Speaking of women and leadership, let's talk about that great champion of gender equality, the Deputy Prime Minister. Remember what he said when he was asked this year about getting more women into parliament? He said, 'I've got a good track record,' and then he gave us a few examples, and I quote, seriously: 'Scotty Buchholz, although I must admit he's not a woman, Matt Canavan, Danny O'Brien'—that is Danny with a 'y', Mr Speaker—'They're three people who've gone through my office.' That is the modern National Party for you: postmodern, gender-blind, ready for Federation.

Of course, there is the Minister for Immigration and Border Protection. He is the fun one in the group—thin-skinned and easy to roast. You might remember his little outing with the boom mike or, as he calls it, the high-water mark of his comedy career. I would like to say more, but the last time I quoted him in this place he went off on a national sulking tour. Every day, the minister for immigration was out there attacking me for reporting what he said. I finally understood how it feels to work at Fairfax or The Guardian.

A lot of us in this place have children, and we all know they get very excited on Christmas Eve—jumping all over the place, determined to stay up late and wait for Santa. But for the parents of Australia I have got good news; I have found the solution: the Minister for Urban Infrastructure. Three minutes of him at the dispatch box and you and your kids will be out like a light!

There are a lot more who deserve a mention. There is the Minister for the Environment and Energy, the only person who thinks that getting coal for Christmas is a reward; and the Minister for Revenue and Financial Services, who in the morning opposed our reforms to negative gearing because they would push prices up and—wait for it—in the afternoon opposed them because they would push prices down. Then, of course, there is our old friend the Leader of the House, who in just a few sitting weeks has managed to break a 50-year-old record by losing votes on the floor and break a 115-year-old record by having the government vote against itself. To be fair, not only is he dragging down the government in the chamber but the member for Corio tells me he is dragging down the ratings on Pyne & Marles.

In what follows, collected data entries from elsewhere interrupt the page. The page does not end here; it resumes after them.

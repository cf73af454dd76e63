//! Log-structured merge-tree key/value store.
//!
//! Writes land in a bounded in-memory [`memtable::MemTable`], journaled
//! first through [`wal::WalStore`] for crash durability. A full memtable
//! flushes to an immutable [`sstable::SSTable`]; once too many SSTables
//! accumulate, [`engine::LsmTree`] compacts them into one. Reads merge the
//! memtable and SSTables newest-first.

pub mod engine;
pub mod memtable;
pub mod reentrant_mutex;
pub mod sstable;
pub mod wal;

#[cfg(test)]
mod tests;

pub use engine::{LsmConfig, LsmTree};
pub use wal::WalStore;

use thiserror::Error;

use crate::encoding::{Decode, Encode, EncodingError};

/// A value stored for a key, or a marker that the key was deleted.
///
/// Kept distinct from `Option<Vec<u8>>` at every internal layer so a live
/// empty-byte-string value is never confused with a deletion; only the
/// outermost [`LsmTree::get`] collapses both "deleted" and "absent" to
/// `None`.
#[derive(Debug, Clone, PartialEq, Eq)]
pub enum Entry {
    Value(Vec<u8>),
    Tombstone,
}

const ENTRY_TAG_TOMBSTONE: u8 = 0;
const ENTRY_TAG_VALUE: u8 = 1;

impl Encode for Entry {
    fn encode_to(&self, buf: &mut Vec<u8>) -> std::result::Result<(), EncodingError> {
        match self {
            Entry::Tombstone => ENTRY_TAG_TOMBSTONE.encode_to(buf),
            Entry::Value(value) => {
                ENTRY_TAG_VALUE.encode_to(buf)?;
                value.encode_to(buf)
            }
        }
    }
}

impl Decode for Entry {
    fn decode_from(buf: &[u8]) -> std::result::Result<(Self, usize), EncodingError> {
        let (tag, mut offset) = u8::decode_from(buf)?;
        match tag {
            ENTRY_TAG_TOMBSTONE => Ok((Entry::Tombstone, offset)),
            ENTRY_TAG_VALUE => {
                let (value, consumed) = Vec::<u8>::decode_from(&buf[offset..])?;
                offset += consumed;
                Ok((Entry::Value(value), offset))
            }
            other => Err(EncodingError::InvalidTag {
                tag: other as u32,
                type_name: "lsm::Entry",
            }),
        }
    }
}

/// Errors produced by the LSM store.
#[derive(Debug, Error)]
pub enum LsmError {
    /// The base path conflicts with something already on disk, or a
    /// caller-supplied argument is invalid.
    #[error("invalid argument: {0}")]
    InvalidArgument(String),

    /// I/O failure reading or writing store files.
    #[error("i/o error: {0}")]
    Io(#[from] std::io::Error),

    /// Failure in the write-ahead log or its checkpoint/recovery path.
    #[error("wal error: {0}")]
    Wal(#[from] wal::WalError),

    /// Failure reading or writing an SSTable.
    #[error("sstable error: {0}")]
    SSTable(#[from] sstable::SSTableError),

    /// Compaction could not complete; prior SSTables are left intact.
    #[error("compaction failed: {0}")]
    CompactionFailed(String),
}

pub type Result<T> = std::result::Result<T, LsmError>;
//! Top-level LSM driver: write path, read-path merge, flush, compaction.

use std::collections::{BTreeMap, HashSet};
use std::path::{Path, PathBuf};

use tracing::{debug, info};

use crate::lsm::memtable::MemTable;
use crate::lsm::reentrant_mutex::ReentrantMutex;
use crate::lsm::sstable::SSTable;
use crate::lsm::wal::WalStore;
use crate::lsm::{Entry, LsmError, Result};

/// Tunable knobs for an [`LsmTree`].
#[derive(Debug, Clone, Copy)]
pub struct LsmConfig {
    /// Memtable entry count that triggers a flush.
    pub max_memtable_size: usize,
    /// SSTable count that triggers compaction after a flush.
    pub max_sstables: usize,
}

impl Default for LsmConfig {
    fn default() -> Self {
        LsmConfig {
            max_memtable_size: 1000,
            max_sstables: 5,
        }
    }
}

struct Inner {
    base_path: PathBuf,
    config: LsmConfig,
    memtable: MemTable,
    wal: WalStore,
    /// Oldest first; reads scan in reverse for newest-wins precedence.
    sstables: Vec<SSTable>,
}

/// A log-structured merge-tree key/value store.
///
/// All operations — reads included — serialize on a single reentrant
/// lock, since `delete` shares the locked write path `set` uses.
pub struct LsmTree {
    inner: ReentrantMutex<Inner>,
}

impl LsmTree {
    /// Open (creating if absent) the store directory at `base_path`.
    pub fn open(base_path: impl AsRef<Path>, config: LsmConfig) -> Result<Self> {
        let base_path = base_path.as_ref().to_path_buf();
        if base_path.exists() && !base_path.is_dir() {
            return Err(LsmError::InvalidArgument(format!(
                "{} exists and is not a directory",
                base_path.display()
            )));
        }
        std::fs::create_dir_all(&base_path)?;

        let wal = WalStore::open(&base_path)?;
        let memtable = MemTable::from_map(wal.snapshot().clone(), config.max_memtable_size);

        let mut sstables = Vec::new();
        for path in discover_sstable_paths(&base_path)? {
            sstables.push(SSTable::open(path)?);
        }

        info!(
            path = %base_path.display(),
            sstables = sstables.len(),
            memtable_entries = memtable.len(),
            "opened lsm store"
        );

        Ok(LsmTree {
            inner: ReentrantMutex::new(Inner {
                base_path,
                config,
                memtable,
                wal,
                sstables,
            }),
        })
    }

    pub fn set(&self, key: Vec<u8>, value: Vec<u8>) -> Result<()> {
        self.inner.lock().set(key, value)
    }

    pub fn delete(&self, key: Vec<u8>) -> Result<()> {
        self.inner.lock().delete(key)
    }

    pub fn get(&self, key: &[u8]) -> Result<Option<Vec<u8>>> {
        self.inner.lock().get(key)
    }

    pub fn range_query(&self, lo: &[u8], hi: &[u8]) -> Result<Vec<(Vec<u8>, Vec<u8>)>> {
        self.inner.lock().range_query(lo, hi)
    }

    /// Flush a non-empty memtable and checkpoint the WAL.
    pub fn close(&self) -> Result<()> {
        self.inner.lock().close()
    }
}

impl Inner {
    fn set(&mut self, key: Vec<u8>, value: Vec<u8>) -> Result<()> {
        self.wal.set(key.clone(), value.clone())?;
        self.memtable.put(key, value);
        if self.memtable.is_full() {
            self.flush()?;
        }
        Ok(())
    }

    /// Journals the delete, then mutates the memtable directly rather
    /// than re-entering `set` — the lock is already held by this thread
    /// (reentrantly) either way, but this keeps the write path a single
    /// journal-then-apply step instead of two.
    fn delete(&mut self, key: Vec<u8>) -> Result<()> {
        self.wal.delete(key.clone())?;
        self.memtable.delete(key);
        if self.memtable.is_full() {
            self.flush()?;
        }
        Ok(())
    }

    fn get(&self, key: &[u8]) -> Result<Option<Vec<u8>>> {
        if let Some(entry) = self.memtable.get(key) {
            return Ok(match entry {
                Entry::Value(value) => Some(value.clone()),
                Entry::Tombstone => None,
            });
        }
        for sstable in self.sstables.iter().rev() {
            if let Some(entry) = sstable.get(key)? {
                return Ok(match entry {
                    Entry::Value(value) => Some(value),
                    Entry::Tombstone => None,
                });
            }
        }
        Ok(None)
    }

    fn range_query(&self, lo: &[u8], hi: &[u8]) -> Result<Vec<(Vec<u8>, Vec<u8>)>> {
        let mut seen: HashSet<Vec<u8>> = HashSet::new();
        let mut results = Vec::new();

        for (key, entry) in self.memtable.range_scan_with_tombstones(lo, hi) {
            seen.insert(key.clone());
            if let Entry::Value(value) = entry {
                results.push((key, value));
            }
        }

        for sstable in self.sstables.iter().rev() {
            for (key, entry) in sstable.range_scan(lo, hi)? {
                if !seen.insert(key.clone()) {
                    continue;
                }
                if let Entry::Value(value) = entry {
                    results.push((key, value));
                }
            }
        }

        Ok(results)
    }

    fn flush(&mut self) -> Result<()> {
        let generation = self.sstables.len();
        let path = self.base_path.join(format!("sstable_{generation}.db"));
        let sstable = SSTable::write(&path, self.memtable.entries())?;
        debug!(generation, entries = sstable.len(), "flushed memtable");
        self.sstables.push(sstable);
        self.memtable = MemTable::new(self.config.max_memtable_size);
        self.wal.checkpoint()?;

        if self.sstables.len() > self.config.max_sstables {
            self.compact()?;
        }
        Ok(())
    }

    /// Merge every SSTable into one, oldest to newest so later writers
    /// win on key collision, over the full key range (not a truncated
    /// ASCII subset).
    fn compact(&mut self) -> Result<()> {
        let mut merged: BTreeMap<Vec<u8>, Entry> = BTreeMap::new();
        for sstable in &self.sstables {
            for (key, entry) in sstable.full_scan()? {
                merged.insert(key, entry);
            }
        }

        let path = self.base_path.join("sstable_compacted.db");
        let compacted = SSTable::write(&path, &merged).map_err(|e| {
            LsmError::CompactionFailed(format!("failed to write compacted sstable: {e}"))
        })?;

        let old_paths: Vec<PathBuf> = self
            .sstables
            .drain(..)
            .map(|s| s.path().to_path_buf())
            .collect();
        info!(
            inputs = old_paths.len(),
            entries = compacted.len(),
            "compacted sstables"
        );
        for old_path in old_paths {
            if old_path != compacted.path() {
                let _ = std::fs::remove_file(old_path);
            }
        }
        self.sstables.push(compacted);
        Ok(())
    }

    fn close(&mut self) -> Result<()> {
        if !self.memtable.is_empty() {
            self.flush()?;
        } else {
            self.wal.checkpoint()?;
        }
        Ok(())
    }
}

/// List SSTable files under `base_path`, numbered generations ascending,
/// with a compacted table (if present) appended last.
fn discover_sstable_paths(base_path: &Path) -> Result<Vec<PathBuf>> {
    let mut numbered: Vec<(usize, PathBuf)> = Vec::new();
    let mut compacted: Option<PathBuf> = None;

    for entry in std::fs::read_dir(base_path)? {
        let path = entry?.path();
        let Some(name) = path.file_name().and_then(|n| n.to_str()) else {
            continue;
        };
        if name == "sstable_compacted.db" {
            compacted = Some(path);
        } else if let Some(rest) = name
            .strip_prefix("sstable_")
            .and_then(|r| r.strip_suffix(".db"))
        {
            if let Ok(generation) = rest.parse::<usize>() {
                numbered.push((generation, path));
            }
        }
    }

    numbered.sort_by_key(|(generation, _)| *generation);
    let mut paths: Vec<PathBuf> = numbered.into_iter().map(|(_, path)| path).collect();
    if let Some(path) = compacted {
        paths.push(path);
    }
    Ok(paths)
}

But you really cannot go past the filler in every political stocking, the gift that keeps on giving: Senator George Brandis. I tried to make a list of the Attorney-General's top five blunders this year. Suddenly it was a top 10 and that was just for November. I mean, you would need a $15,000 bookcase to document this Attorney-General's failures. What is this government's agile and innovative solution to the worst Attorney-General in the history of the Commonwealth? Make him an ambassador. He is being promoted out. Only in this government the more you fail, the more you get promoted. London is calling and amongst his colleagues I understand it cannot come soon enough. But you have got to give the Prime Minister some credit or at least a sense of humour. For 80 years the British government sent us the prisoners they considered beyond redemption—the sweepings of their society—and, in one fell swoop, Australia will get its revenge!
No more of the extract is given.